FIG. 3 is a cross-sectional view of a first variety of bead taken along line III--III of FIG. 2;

FIG. 4 is a cross-sectional view of a second variety of bead taken along line IV--IV of FIG. 2; and

FIG. 5 is a cross-sectional view showing the bonding of the first type and the second type of beads of an elongated plate.

BEST MODE AND INDUSTRIAL APPLICABILITY

The following description is what we consider to be a preferred embodiment of the heat exchanger improved in accordance with our inventive construction. The following description also sets forth what we now contemplate to be the best mode of constructing our inventive heat exchanger. The description is not intended to be a limitation upon the broader principles of this construction, and while preferred materials are used to form the construction in accordance with the requirements of the laws, it does not mean that other materials cannot be used to make this construction.

Referring now the drawing, FIG. 1 shows a plate and fin heat exchanger, generally designated by the numeral 10, in the form of an evaporator particularly adapted for use in an automobile air conditioning system.
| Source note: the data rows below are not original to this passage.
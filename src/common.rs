//! Common utilities for DynamoDB expressions.
//!
//! This module provides the compiled update type shared by the patch compiler, the
//! request builders and the stores, together with key handling and condition expressions.

/// Condition expressions for conditional writes.
pub mod condition;

/// Key types for identifying items in DynamoDB tables.
pub mod key;

use crate::patch::CompileError;

use aws_sdk_dynamodb::types;
use std::collections;

/// Separator for attribute path components.
pub(crate) const PATH_SEPARATOR: &str = ".";

/// Prefix of every expression attribute name placeholder.
pub(crate) const NAME_PREFIX: &str = "#";

/// Prefix of every expression attribute value placeholder.
pub(crate) const VALUE_PREFIX: &str = ":v";

/// Placeholder stem used for key names that are not plain identifiers.
const FALLBACK_NAME_STEM: &str = "attr";

/// A patch compiled into the native DynamoDB update statement.
///
/// Every `#name` placeholder referenced by [`update_expression`](Self::update_expression)
/// resolves in [`expression_attribute_names`](Self::expression_attribute_names) and every
/// `:value` placeholder resolves in
/// [`expression_attribute_values`](Self::expression_attribute_values).
/// Neither map carries entries the expression does not reference.
///
/// ```rust
/// use dynamodb_item_patch::patch::Patch;
/// use serde_json::json;
///
/// let patch = Patch::try_from(json!({"address": {"city": "Oslo"}})).unwrap();
/// let update = patch.compile().unwrap();
/// assert_eq!(update.update_expression, "SET #address.#city = :v0");
/// ```
#[derive(Clone, Debug, Default, PartialEq)]
pub struct CompiledUpdate {
    /// The `SET` clause.
    pub update_expression: String,
    /// Name placeholders mapped to the attribute names they stand for.
    pub expression_attribute_names: collections::HashMap<String, String>,
    /// Value placeholders mapped to the values they bind.
    pub expression_attribute_values: collections::HashMap<String, types::AttributeValue>,
}

impl CompiledUpdate {
    /// Number of assignments in the `SET` clause.
    pub fn len(&self) -> usize {
        self.expression_attribute_values.len()
    }

    /// Whether the update assigns nothing.
    pub fn is_empty(&self) -> bool {
        self.expression_attribute_values.is_empty()
    }
}

fn is_identifier(name: &str) -> bool {
    !name.is_empty()
        && name
            .chars()
            .all(|character| character.is_ascii_alphanumeric() || character == '_')
}

/// Allocates expression attribute name placeholders.
///
/// One placeholder per distinct attribute name: `#<name>` when the name is a plain
/// identifier that is still free, `#attr<n>` otherwise.
#[derive(Clone, Debug, Default, PartialEq)]
pub(crate) struct NamePlaceholders {
    names: collections::HashMap<String, String>,
    placeholders: collections::HashMap<String, String>,
    fallback: usize,
}

impl NamePlaceholders {
    /// Continue allocating on top of placeholders that are already bound.
    pub(crate) fn from_names(names: collections::HashMap<String, String>) -> Self {
        let placeholders = names
            .iter()
            .map(|(placeholder, name)| (name.clone(), placeholder.clone()))
            .collect();
        Self {
            names,
            placeholders,
            fallback: 0,
        }
    }

    pub(crate) fn allocate(&mut self, name: &str) -> Result<String, CompileError> {
        if let Some(placeholder) = self.placeholders.get(name) {
            return Ok(placeholder.clone());
        }
        let mut placeholder = format!("{NAME_PREFIX}{name}");
        if !is_identifier(name) || self.names.contains_key(&placeholder) {
            loop {
                placeholder = format!("{NAME_PREFIX}{FALLBACK_NAME_STEM}{}", self.fallback);
                self.fallback += 1;
                if !self.names.contains_key(&placeholder) {
                    break;
                }
            }
        }
        self.bind(placeholder, name)
    }

    fn bind(&mut self, placeholder: String, name: &str) -> Result<String, CompileError> {
        if let Some(existing) = self.names.get(&placeholder) {
            if existing != name {
                return Err(CompileError::PlaceholderCollision {
                    placeholder,
                    existing: existing.clone(),
                    name: name.to_owned(),
                });
            }
        }
        self.names.insert(placeholder.clone(), name.to_owned());
        self.placeholders.insert(name.to_owned(), placeholder.clone());
        Ok(placeholder)
    }

    pub(crate) fn into_names(self) -> collections::HashMap<String, String> {
        self.names
    }
}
The heat exchanger 10 comprises a stack of formed, elongated plates 12, pairs of which are laminated together in a face-to-face relationship so that adjacent pairs provide alternate passageways 14 (best seen in FIG. 2) for the flow of a refrigerant and air side spaces 16 for the flow of air. Heat transfer fins 18 are positioned within the air spaces to provide increased heat transfer area as is well known in the art.

Ends 20 of the adjacent pairs of plates 12 are formed to provide outlet and inlet headers 22 and 24, respectively. The headers are walled chambers that are in direct communication with the passageways 14. The headers also have aligned apertures 26 in their side walls providing communication between the respective header chambers.
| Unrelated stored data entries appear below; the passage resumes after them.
#[cfg(test)]
mod tests {
    use super::*;
    use crate::{common, store::ScanPage, store::memory::MemoryStore};

    use async_trait::async_trait;
    use rstest::rstest;
    use serde_json::json;
    use std::sync::{self, atomic};

    #[derive(Debug, Default)]
    struct CountingStore {
        inner: MemoryStore,
        calls: atomic::AtomicUsize,
    }

    impl CountingStore {
        fn new() -> Self {
            Self {
                inner: MemoryStore::new(DEFAULT_KEY_NAME),
                ..Default::default()
            }
        }

        fn calls(&self) -> usize {
            self.calls.load(atomic::Ordering::SeqCst)
        }

        fn count(&self) {
            self.calls.fetch_add(1, atomic::Ordering::SeqCst);
        }
    }

    #[async_trait]
    impl ItemStore for CountingStore {
        async fn scan(&self, exclusive_start_key: Option<Item>) -> Result<ScanPage, StoreError> {
            self.count();
            self.inner.scan(exclusive_start_key).await
        }

        async fn get_item(&self, key: ItemKey) -> Result<Option<Item>, StoreError> {
            self.count();
            self.inner.get_item(key).await
        }

        async fn put_item(&self, item: Item) -> Result<(), StoreError> {
            self.count();
            self.inner.put_item(item).await
        }

        async fn update_item(
            &self,
            key: ItemKey,
            update: common::CompiledUpdate,
            precondition: Precondition,
        ) -> Result<Item, StoreError> {
            self.count();
            self.inner.update_item(key, update, precondition).await
        }

        async fn delete_item(&self, key: ItemKey) -> Result<(), StoreError> {
            self.count();
            self.inner.delete_item(key).await
        }
    }

    fn repository() -> ItemRepository<MemoryStore> {
        ItemRepository::new(MemoryStore::new(DEFAULT_KEY_NAME), DEFAULT_KEY_NAME)
    }

    fn patch(value: Value) -> Patch {
        Patch::try_from(value).unwrap()
    }

    #[tokio::test]
    async fn test_create_then_get_round_trips() {
        let repository = repository();
        let item = json!({
            "itemId": "1",
            "name": {"first": "Jo"},
            "tags": ["a", "b"],
            "age": 42,
            "active": true,
            "note": null,
        });
        let id = repository.create(item.clone()).await.unwrap();
        assert_eq!(id, "1");
        assert_eq!(repository.get("1").await.unwrap(), Some(item));
    }

    #[tokio::test]
    async fn test_create_overwrites() {
        let repository = repository();
        repository
            .create(json!({"itemId": "1", "name": "Jo"}))
            .await
            .unwrap();
        repository
            .create(json!({"itemId": "1", "email": "jo@example.com"}))
            .await
            .unwrap();
        assert_eq!(
            repository.get("1").await.unwrap(),
            Some(json!({"itemId": "1", "email": "jo@example.com"}))
        );
    }

    #[rstest]
    #[case::not_an_object(json!(["itemId", "1"]))]
    #[case::missing_key(json!({"name": "Jo"}))]
    #[case::empty_key(json!({"itemId": ""}))]
    #[case::numeric_key(json!({"itemId": 1}))]
    #[tokio::test]
    async fn test_create_rejects(#[case] item: Value) {
        let repository = repository();
        assert!(matches!(
            repository.create(item).await,
            Err(Error::Validation(_))
        ));
        assert!(repository.store().is_empty());
    }

    #[tokio::test]
    async fn test_update_merges_nested() {
        let repository = repository();
        repository
            .create(json!({"itemId": "1", "name": {"first": "Jo"}}))
            .await
            .unwrap();
        let outcome = repository
            .update("1", patch(json!({"name": {"last": "Ng"}})))
            .await
            .unwrap();
        let expected = json!({"itemId": "1", "name": {"first": "Jo", "last": "Ng"}});
        assert_eq!(outcome, UpdateOutcome::Updated(expected.clone()));
        assert_eq!(repository.get("1").await.unwrap(), Some(expected));
    }

    #[tokio::test]
    async fn test_update_replaces_arrays() {
        let repository = repository();
        repository
            .create(json!({"itemId": "1", "tags": ["a", "b", "c"]}))
            .await
            .unwrap();
        repository
            .update("1", patch(json!({"tags": ["z"]})))
            .await
            .unwrap();
        assert_eq!(repository.get("1").await.unwrap(), Some(json!({"itemId": "1", "tags": ["z"]})));
    }

    #[tokio::test]
    async fn test_update_is_idempotent() {
        let repository = repository();
        repository
            .create(json!({"itemId": "1", "name": {"first": "Jo"}, "visits": 1}))
            .await
            .unwrap();
        let patch = patch(json!({"name": {"last": "Ng"}, "visits": 2}));
        let once = repository.update("1", patch.clone()).await.unwrap();
        let twice = repository.update("1", patch).await.unwrap();
        assert_eq!(once, twice);
        assert_eq!(repository.get("1").await.unwrap(), once.into_item());
    }

    #[rstest]
    #[case::empty(Patch::new())]
    #[case::empty_object(patch(json!({})))]
    #[case::absent_only(Patch::new().with("email", None::<Value>))]
    #[case::empty_nested(patch(json!({"name": {}})))]
    #[case::same_key_only(patch(json!({"itemId": "1"})))]
    #[tokio::test]
    async fn test_update_without_leaves_skips_store(#[case] patch: Patch) {
        let repository = ItemRepository::new(CountingStore::new(), DEFAULT_KEY_NAME);
        let outcome = repository.update("1", patch).await.unwrap();
        assert_eq!(outcome, UpdateOutcome::NoOp);
        assert_eq!(outcome.into_item(), None);
        assert_eq!(repository.store().calls(), 0);
    }

    #[tokio::test]
    async fn test_update_drops_matching_key() {
        let repository = repository();
        repository
            .create(json!({"itemId": "1", "name": "Jo"}))
            .await
            .unwrap();
        let outcome = repository
            .update("1", patch(json!({"itemId": "1", "name": "Ng"})))
            .await
            .unwrap();
        assert_eq!(outcome, UpdateOutcome::Updated(json!({"itemId": "1", "name": "Ng"})));
    }

    #[rstest]
    #[case::other_id(json!({"itemId": "2", "name": "Ng"}))]
    #[case::non_string_id(json!({"itemId": 1}))]
    #[case::nested_id(json!({"itemId": {"value": "1"}}))]
    #[tokio::test]
    async fn test_update_rejects_key_change(#[case] value: Value) {
        let repository = ItemRepository::new(CountingStore::new(), DEFAULT_KEY_NAME);
        assert!(matches!(
            repository.update("1", patch(value)).await,
            Err(Error::Validation(_))
        ));
        assert_eq!(repository.store().calls(), 0);
    }

    #[tokio::test]
    async fn test_update_missing_item_is_not_found() {
        let repository = repository();
        let error = repository
            .update("missing", patch(json!({"name": "Jo"})))
            .await
            .unwrap_err();
        assert!(matches!(error, Error::NotFound(ref id) if id == "missing"));
        assert!(repository.store().is_empty());
    }

    #[tokio::test]
    async fn test_update_under_missing_parent_is_store_error() {
        let repository = repository();
        repository.create(json!({"itemId": "1"})).await.unwrap();
        let error = repository
            .update("1", patch(json!({"address": {"city": "Oslo"}})))
            .await
            .unwrap_err();
        assert!(matches!(error, Error::Store(StoreError::Validation(_))));
    }

    #[tokio::test]
    async fn test_get_missing_is_none() {
        assert_eq!(repository().get("missing").await.unwrap(), None);
    }

    #[tokio::test]
    async fn test_delete() {
        let repository = repository();
        repository.create(json!({"itemId": "1"})).await.unwrap();
        repository.delete("1").await.unwrap();
        assert_eq!(repository.get("1").await.unwrap(), None);
        repository.delete("missing").await.unwrap();
    }

    #[tokio::test]
    async fn test_empty_id_is_rejected() {
        let repository = ItemRepository::new(CountingStore::new(), DEFAULT_KEY_NAME);
        assert!(matches!(
            repository.get("").await,
            Err(Error::Validation(_))
        ));
        assert!(matches!(
            repository.delete("").await,
            Err(Error::Validation(_))
        ));
        assert!(matches!(
            repository.update("", patch(json!({"a": 1}))).await,
            Err(Error::Validation(_))
        ));
        assert_eq!(repository.store().calls(), 0);
    }

    #[tokio::test]
    async fn test_shared_store() {
        let store = sync::Arc::new(CountingStore::new());
        let repository = ItemRepository::new(sync::Arc::clone(&store), DEFAULT_KEY_NAME);
        repository.create(json!({"itemId": "1"})).await.unwrap();
        repository
            .update("1", patch(json!({"name": {"first": "Jo"}})))
            .await
            .unwrap();
        assert_eq!(
            repository.list().await.unwrap(),
            vec![json!({"itemId": "1", "name": {"first": "Jo"}})]
        );
        assert_eq!(store.inner.len(), 1);
        repository.delete("1").await.unwrap();
        assert_eq!(repository.get("1").await.unwrap(), None);
        assert!(store.inner.is_empty());
        assert_eq!(store.calls(), 5);
    }

    #[rstest]
    #[case::empty(1, 0)]
    #[case::single_page(10, 3)]
    #[case::exact_pages(2, 4)]
    #[case::partial_last_page(2, 5)]
    #[case::one_per_page(1, 4)]
    #[tokio::test]
    async fn test_list_exhausts_pages(#[case] page_size: usize, #[case] count: usize) {
        let store = CountingStore {
            inner: MemoryStore::new(DEFAULT_KEY_NAME).with_page_size(page_size),
            ..Default::default()
        };
        let repository = ItemRepository::new(store, DEFAULT_KEY_NAME);
        for index in 0..count {
            repository
                .create(json!({"itemId": index.to_string(), "index": index}))
                .await
                .unwrap();
        }
        let items = repository.list().await.unwrap();
        let expected: Vec<Value> = (0..count)
            .map(|index| json!({"itemId": index.to_string(), "index": index}))
            .collect();
        assert_eq!(items, expected);
        let scans = repository.store().calls() - count;
        assert_eq!(scans, count.div_ceil(page_size).max(1));
    }
}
The inlet header 24 has an inlet pipe 30 associated therewith for introduction of a refrigerant. In a similar manner, the outlet header 22 has an outlet pipe 28 associated therewith so that refrigerant may be conducted away from the heat exchanger 10 after it passes through the plurality of passageways 14--14 defined by the assembled elongated plates 12--12.

The manufacture of the plate and fin heat exchanger 10 is accomplished in a manner well known in the art. The plurality of formed elongated plates are generally formed from an aluminum material coated with an aluminum brazing alloy. The various elements used to form the entire unit are made from aluminum stock then assembled, as shown in FIG. 1, and passed through a vacuum brazing operation in which the metal brazes together in order to form the completed article.

As will be described hereinbelow, the improved heat exchanger of this invention is one wherein a greater number of passageways are created for the distribution of the fluid for heat rejection purposes and greater rigidity for the entire structure is achieved as a result of the brazing operation. Before detailing the improvement of this invention, for the purpose of the remaining portion of this specification and claims herein, the ends of each plate 12 (as best seen in FIG. 2) through which the apertures 26--26 are formed will generally be referred to as the reservoir sections 32--32 of the plate. The numeral 32 is shown only in FIG. 2. The reservoir sections are located at each end of an individual plate and there is a central fluid conducting section 34 (shown in FIG. 2) located between the two reservoir sections.

As mentioned above, the heat exchanger of this invention is a heat exchanger 10 which includes a plurality of elongated plates 12--12 laminated together. These plates are laminated together in order to define a plurality of passageways 14--14 generally located in the fluid conducting section 34 of the laminated pair of plates. This fluid conducting section is located between the reservoir sections 32--32, which respectively form part of the inlet header 24 and the outlet header 22 of the heat exchanger. The reservoir section allows fluid to flow in either parallel or parallel-series arrangement with a baffling arrangement in passageways 14--14. Such constructions are known to skilled artisans. As previously noted, adjacent of the pairs of laminated elongated plates are so constructed and arranged that heat transfer fins 18 are located between juxtaposed outwardly facing surfaces thereof (as shown best in FIG. 1).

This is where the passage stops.